== MATERIAL SUPPLIED ==
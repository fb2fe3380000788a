//! Error taxonomy.

use std::fmt;
use std::str::FromStr;

use serde::{Deserialize, Serialize};

/// Category of a diagnosed error.
#[derive(Debug, Clone, Copy, PartialEq, Eq, Hash, PartialOrd, Ord, Serialize, Deserialize)]
#[serde(rename_all = "kebab-case")]
pub enum ErrorKind {
    /// Missing or unresolvable import, or an undefined identifier.
    ImportMissing,
    /// Component lifecycle rule broken (hook ordering and placement).
    LifecycleViolation,
    /// Type mismatch, null access, calling a non-function.
    TypeError,
    /// Unexpected token, unterminated literal, unbalanced input.
    Syntax,
    /// Stack overflow, reference errors and other execution failures.
    Runtime,
    /// Style or markup property problems.
    Style,
    Unknown,
}

impl ErrorKind {
    pub const ALL: [ErrorKind; 7] = [
        ErrorKind::ImportMissing,
        ErrorKind::LifecycleViolation,
        ErrorKind::TypeError,
        ErrorKind::Syntax,
        ErrorKind::Runtime,
        ErrorKind::Style,
        ErrorKind::Unknown,
    ];

    /// Human-readable label.
    pub fn label(&self) -> &'static str {
        match self {
            ErrorKind::ImportMissing => "Missing Import",
            ErrorKind::LifecycleViolation => "Hook Rule Violation",
            ErrorKind::TypeError => "Type Error",
            ErrorKind::Syntax => "Syntax Error",
            ErrorKind::Runtime => "Runtime Error",
            ErrorKind::Style => "Style Issue",
            ErrorKind::Unknown => "Unknown Issue",
        }
    }

    /// Stable machine name, as used on the wire.
    pub fn as_str(&self) -> &'static str {
        match self {
            ErrorKind::ImportMissing => "import-missing",
            ErrorKind::LifecycleViolation => "lifecycle-violation",
            ErrorKind::TypeError => "type-error",
            ErrorKind::Syntax => "syntax",
            ErrorKind::Runtime => "runtime",
            ErrorKind::Style => "style",
            ErrorKind::Unknown => "unknown",
        }
    }
}

impl fmt::Display for ErrorKind {
    fn fmt(&self, f: &mut fmt::Formatter<'_>) -> fmt::Result {
        f.write_str(self.as_str())
    }
}

impl FromStr for ErrorKind {
    type Err = String;

    fn from_str(s: &str) -> Result<Self, Self::Err> {
        ErrorKind::ALL
            .iter()
            .copied()
            .find(|kind| kind.as_str() == s)
            .ok_or_else(|| format!("unknown error kind: {s}"))
    }
}

/// Free-function form of [`ErrorKind::label`].
pub fn label(kind: ErrorKind) -> &'static str {
    kind.label()
}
===
• [TASK BRIEF]: The first line of the data, the line with "pub enum ErrorKind", and all lines in between are to be copied exactly. Leave out everything else.

• [ANSWER TO THE PROBLEM]:
repository fb2fe3380000788a
//! Error taxonomy.

use std::fmt;
use std::str::FromStr;

use serde::{Deserialize, Serialize};

/// Category of a diagnosed error.
#[derive(Debug, Clone, Copy, PartialEq, Eq, Hash, PartialOrd, Ord, Serialize, Deserialize)]
#[serde(rename_all = "kebab-case")]
pub enum ErrorKind {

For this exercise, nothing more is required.